‘Sizwe Banzi Is Dead’ mixes humor and political horror at McCarter

by JAY LUSTIG
Mncedisi Shabangu co-stars in "Sizwe Banzi is Dead" at the McCarter Theatre Center in Princeton.

PHOTOS BY RUPHIN COUDYZER

Mncedisi Shabangu co-stars in “Sizwe Banzi Is Dead” at the McCarter Theatre Center in Princeton.

“Sizwe Banzi Is Dead” is a radical play about two strikingly ordinary people.

One, named Styles (played by Atandwa Kani in the play’s current production at the Berlind Theatre at the McCarter Theatre Center in Princeton), owns a small photography studio in New Brighton, South Africa. He opens the play with a casual monologue in which he riffs on some newspaper articles of the day. But then he tells you a story about his days working in a South African Ford factory (he’s got a hilarious anecdote about the day Henry Ford II came to visit) and how he summoned the gumption to leave there and start his own business. He’s a voluble talker and a buoyant soul: he cheerfully invites audience members up onto the stage with him, and gives the impression that nothing makes him so happy as to be telling his story, and taking photos of his clients.

One of those clients, named Robert Zwelinzima (played by Mncedisi Shabangu), takes over the second half of the play and tells his own story, with Kani taking on the role of Zwelinzima’s friend, Buntu. Zwelinzima’s a different kind of guy: more cautious, less ambitious, illiterate, striving always to do the right thing even when he’s not sure what that is. A real everyman. But through circumstances, as we learn in flashbacks, he has been forced to make a daring move — with Buntu’s encouragement — just to ensure that his life won’t be totally ruined by the South African government’s apartheid policies.
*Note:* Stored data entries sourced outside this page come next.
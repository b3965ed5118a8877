use std::net::Ipv4Addr;
use std::process::ExitCode;

use clap::Parser;
use net::tcp::{Connection, MSS_WINDOW};
use net::Error;

/// A single-connection, line-oriented TCP client over a SLIP link
/// (HTTP/1.x, Gopher, Finger, Whois).
#[derive(Parser, Debug)]
#[command(name = "minisock")]
struct Cli {
    /// Skip DNS resolution: `dst_ip` is the final server.
    #[arg(short = 'i')]
    no_resolve: bool,
    /// Don't append CRLF after each supplied string.
    #[arg(short = 'n')]
    no_crlf: bool,
    /// Our own IPv4 address, as assigned on the SLIP link.
    src_ip: Ipv4Addr,
    /// The remote host (or, without `-i`, a recursive resolver).
    dst_ip: Ipv4Addr,
    /// Hostname, port, and any strings to send: `[hostname] <port>
    /// [string]...`. Whether `hostname` is present depends on `-i`.
    #[arg(trailing_var_arg = true, allow_hyphen_values = true)]
    rest: Vec<String>,
}

fn usage_error(msg: &str) -> ExitCode {
    eprintln!("minisock: {msg}");
    ExitCode::from(1)
}

fn main() -> ExitCode {
    env_logger::init();
    let cli = match Cli::try_parse() {
        Ok(cli) => cli,
        Err(e) => {
            eprintln!("{e}");
            return ExitCode::from(1);
        }
    };

    let (hostname, port_str, strings): (Option<&str>, &str, &[String]) = if cli.no_resolve {
        match cli.rest.split_first() {
            Some((port, strings)) => (None, port.as_str(), strings),
            None => return usage_error("expected a port number"),
        }
    } else {
        match cli.rest.split_first() {
            Some((hostname, rest)) => match rest.split_first() {
                Some((port, strings)) => (Some(hostname.as_str()), port.as_str(), strings),
                None => return usage_error("expected a port number after the hostname"),
            },
            None => return usage_error("expected a hostname and a port number"),
        }
    };

    let port: u16 = match port_str.parse() {
        Ok(p) => p,
        Err(_) => return usage_error("port must be a 16-bit number"),
    };

    let mut payload = String::new();
    for s in strings {
        payload.push_str(s);
        if !cli.no_crlf {
            payload.push_str("\r\n");
        }
    }
    if payload.len() > MSS_WINDOW as usize {
        return usage_error("concatenated payload exceeds the 256-byte send window");
    }

    let slip = match net::setup(net::SerialConfig::default()) {
        Ok(slip) => slip,
        Err(_) => {
            eprintln!("minisock: could not open the SLIP link");
            return ExitCode::from(3);
        }
    };

    let final_addr = match hostname {
        None => cli.dst_ip,
        Some(hostname) => match net::dns::resolve(&slip, cli.src_ip, cli.dst_ip, hostname) {
            Ok(addr) => addr,
            Err(_) => {
                eprintln!("minisock: could not resolve {hostname}");
                return ExitCode::from(5);
            }
        },
    };

    let mut conn = match Connection::open(&slip, cli.src_ip, final_addr, port) {
        Ok(conn) => conn,
        Err(Error::ConnectionRefused) => {
            eprintln!("minisock: connection refused");
            return ExitCode::from(4);
        }
        Err(_) => {
            eprintln!("minisock: SLIP link failure during connect");
            return ExitCode::from(3);
        }
    };

    let send_payload = if payload.is_empty() { None } else { Some(payload.as_str()) };
    let result = conn.send_and_receive(&slip, send_payload);
    conn.close(&slip);

    match result {
        Ok(()) => ExitCode::SUCCESS,
        Err(Error::ConnectionReset) => {
            eprintln!("minisock: connection reset by peer");
            ExitCode::from(3)
        }
        Err(Error::Nomem) => {
            eprintln!("minisock: allocation failure");
            ExitCode::from(2)
        }
        Err(other) => {
            eprintln!("minisock: {other}");
            ExitCode::from(3)
        }
    }
}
It’s Styles who draws us in, but Zwelinzima’s story is the one that really resonates. Kani and Shabangu are both excellent in their roles, with Kani exuding a kind of effortless, non-self-conscious charm, and Shabangu, a stolid dignity.

ATANDWA KANI

ATANDWA KANI

This is a 90-minute, one-act play, with just a few pieces of furniture and equipment to suggest the photography studio, and no set at all for much of Zwelinzima’s story. Yet through these two men, we learn a lot about what it was like to live under apartheid, where, among other indignities, black South Africans were issued passbooks, and could be thrown in jail for not carrying them, or not having the right certifications in them.

In 1975, Atandwa Kani’s father John won a Tony for his acting in “Sizwe Banzi Is Dead,” which he co-wrote with Athol Fugard and Winston Ntshona. The next year, John Kani was arrested for performing the play in South Africa, and spent 23 days in jail.

John Kani, now 71, directed the McCarter production, and is also credited with the costume design, as well as the set design, which could hardly be more minimal.

But there’s nothing fancy about any aspect of this production: It’s just a snapshot of South Africa’s not-so-distant past, conveyed with humor at first but then, also, inevitably, horror.